# WHAT YOU SHOULD DO
In the records below, find the line that contains "string keys, optionally" and the line that contains "becomes the default", then retype exactly those two lines and every line between them.

Dataset records:
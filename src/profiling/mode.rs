use std::collections::HashMap;
use std::io::{self, Write};
use std::sync::{Arc, Mutex};
use std::time::Instant;

use log::{debug, trace};

use crate::error::{Error, Result};
use crate::execution::engine::{CompiledFunction, FunctionRegistry, Linker};
use crate::graph::OpGraph;
use crate::model::FnId;

use super::report::{self, ReportLimits};
use super::session::ProfileSession;
use super::wrapper;

/// A profiling configuration: one shared session plus the hooks that feed it
///
/// Compiling through a mode seeds the session and accumulates compile time;
/// calling through it wraps every node with the timing callback and tracks
/// function-level call counts and time.
pub struct ProfileMode {
    session: Arc<Mutex<ProfileSession>>,
    limits: ReportLimits,
}

impl ProfileMode {
    pub fn new() -> Self {
        Self::with_limits(ReportLimits::default())
    }

    pub fn with_limits(limits: ReportLimits) -> Self {
        Self {
            session: Arc::new(Mutex::new(ProfileSession::new())),
            limits,
        }
    }

    /// Adopt an existing session, e.g. one restored from a snapshot
    pub fn from_session(session: ProfileSession, limits: ReportLimits) -> Self {
        Self {
            session: Arc::new(Mutex::new(session)),
            limits,
        }
    }

    pub fn session(&self) -> Arc<Mutex<ProfileSession>> {
        Arc::clone(&self.session)
    }

    pub fn limits(&self) -> ReportLimits {
        self.limits
    }

    /// Link `graph` and register the result, instrumenting it for this mode
    ///
    /// Compile wall time is charged to the session.
    pub fn compile(
        &self,
        functions: &mut FunctionRegistry,
        linker: &Linker,
        graph: &OpGraph,
        name: &str,
    ) -> Result<FnId> {
        let start = Instant::now();
        let function = linker.link(graph, name)?;
        let id = functions.insert(function);
        if let Some(function) = functions.get(id) {
            self.instrument(function);
        }
        let elapsed = start.elapsed().as_secs_f64();
        if let Ok(mut session) = self.session.lock() {
            session.add_compile_time(elapsed);
        }
        debug!("compiled '{}' in {:.3}s under profiling", name, elapsed);
        Ok(id)
    }

    /// Seed the session for a freshly compiled function
    ///
    /// Runs once, after the node list is final and before the first call:
    /// creates zero apply entries and folds each node's native-path probe
    /// into its op's flag. A node group with anything but exactly one thunk
    /// means the executor is malformed; that is fatal here.
    fn instrument(&self, function: &CompiledFunction) {
        let Ok(mut session) = self.session.lock() else {
            return;
        };
        for (index, node) in function.nodes().iter().enumerate() {
            let group = function.thunk_group(index);
            assert_eq!(
                group.len(),
                1,
                "node '{}' resolved {} thunks; a profiled function must map each node \
                 to exactly one",
                node.name,
                group.len()
            );
            session.seed_apply(index, node.id);
            session.observe_native(node.op.id(), group[0].is_native());
        }
    }

    /// Invoke a compiled function with per-node timing
    pub fn call(&self, functions: &mut FunctionRegistry, id: FnId) -> Result<()> {
        let function = functions.get_mut(id).ok_or(Error::UnknownFunction(id.0))?;
        let start = Instant::now();
        let session = &self.session;
        let result = function.call_with(&mut |index, node, thunk| {
            wrapper::profile_node(session, index, node, thunk)
        });
        let elapsed = start.elapsed().as_secs_f64();
        if let Ok(mut session) = self.session.lock() {
            session.record_call(id, elapsed);
        }
        trace!("profiled call of function {} took {:.3}s", id.0, elapsed);
        result
    }

    /// Total seconds accumulated across all nodes
    pub fn local_time(&self) -> f64 {
        self.session
            .lock()
            .map(|session| session.local_time())
            .unwrap_or(0.0)
    }

    pub fn write_summary<W: Write>(
        &self,
        w: &mut W,
        functions: &FunctionRegistry,
        limits: Option<ReportLimits>,
    ) -> io::Result<()> {
        let limits = limits.unwrap_or(self.limits);
        if let Ok(session) = self.session.lock() {
            report::write_summary(w, &session, functions, limits)?;
        }
        Ok(())
    }

    pub fn print_summary(
        &self,
        functions: &FunctionRegistry,
        limits: Option<ReportLimits>,
    ) -> io::Result<()> {
        self.write_summary(&mut io::stdout().lock(), functions, limits)
    }

    /// Report the difference between this mode's session and `other`'s
    pub fn write_diff_summary<W: Write>(
        &self,
        w: &mut W,
        other: &ProfileMode,
        functions: &FunctionRegistry,
        limits: Option<ReportLimits>,
    ) -> io::Result<()> {
        let limits = limits.unwrap_or(self.limits);
        // Diffing a mode against itself would lock the same session twice.
        let diffed = if Arc::ptr_eq(&self.session, &other.session) {
            let Ok(mine) = self.session.lock() else {
                return Ok(());
            };
            let copy = mine.clone();
            mine.diff(&copy)
        } else {
            let (Ok(mine), Ok(theirs)) = (self.session.lock(), other.session.lock()) else {
                return Ok(());
            };
            mine.diff(&theirs)
        };
        report::write_diff_summary(w, &diffed, functions, limits)
    }

    pub fn print_diff_summary(
        &self,
        other: &ProfileMode,
        functions: &FunctionRegistry,
        limits: Option<ReportLimits>,
    ) -> io::Result<()> {
        self.write_diff_summary(&mut io::stdout().lock(), other, functions, limits)
    }
}

impl Default for ProfileMode {
    fn default() -> Self {
        Self::new()
    }
}

/// Named registry of profiling modes
///
/// An explicit application-level object: the host registers modes under
/// string keys, optionally designates a default, and invokes `shutdown`
/// from its orderly-shutdown path to flush summaries. There is no implicit
/// process-exit hook; modes stay usable as plain library objects.
#[derive(Default)]
pub struct ModeRegistry {
    modes: HashMap<String, Arc<ProfileMode>>,
    order: Vec<String>,
    default_key: Option<String>,
    flushed: bool,
}

impl ModeRegistry {
    pub fn new() -> Self {
        Self::default()
    }

    /// Register a mode under `key`; the first registration becomes the default
    pub fn register(&mut self, key: &str, mode: Arc<ProfileMode>) -> Result<()> {
        if self.modes.contains_key(key) {
            return Err(Error::DuplicateMode(key.to_string()));
        }
        self.modes.insert(key.to_string(), mode);
        self.order.push(key.to_string());
        if self.default_key.is_none() {
            self.default_key = Some(key.to_string());
        }
        Ok(())
    }

    pub fn get(&self, key: &str) -> Option<Arc<ProfileMode>> {
        self.modes.get(key).cloned()
    }

    pub fn set_default(&mut self, key: &str) -> Result<()> {
        if !self.modes.contains_key(key) {
            return Err(Error::Operation(format!("no mode registered as '{}'", key)));
        }
        self.default_key = Some(key.to_string());
        Ok(())
    }

    pub fn default_mode(&self) -> Option<Arc<ProfileMode>> {
        self.default_key.as_deref().and_then(|key| self.get(key))
    }

    /// Flush the summary of every mode that collected data
    ///
    /// Intended for the host's orderly-shutdown path. Idempotent: the
    /// second and later invocations write nothing.
    pub fn shutdown<W: Write>(
        &mut self,
        functions: &FunctionRegistry,
        w: &mut W,
    ) -> io::Result<()> {
        if self.flushed {
            return Ok(());
        }
        self.flushed = true;
        for key in &self.order {
            let mode = &self.modes[key];
            if mode.local_time() > 0.0 {
                debug!("flushing profile mode '{}'", key);
                mode.write_summary(w, functions, None)?;
            } else {
                trace!("profile mode '{}' collected no data; skipped", key);
            }
        }
        Ok(())
    }
}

# EXERCISE RESPONSE
/// string keys, optionally designates a default, and invokes `shutdown`
/// from its orderly-shutdown path to flush summaries. There is no implicit
/// process-exit hook; modes stay usable as plain library objects.
#[derive(Default)]
pub struct ModeRegistry {
    modes: HashMap<String, Arc<ProfileMode>>,
    order: Vec<String>,
    default_key: Option<String>,
    flushed: bool,
}

impl ModeRegistry {
    pub fn new() -> Self {
        Self::default()
    }

    /// Register a mode under `key`; the first registration becomes the default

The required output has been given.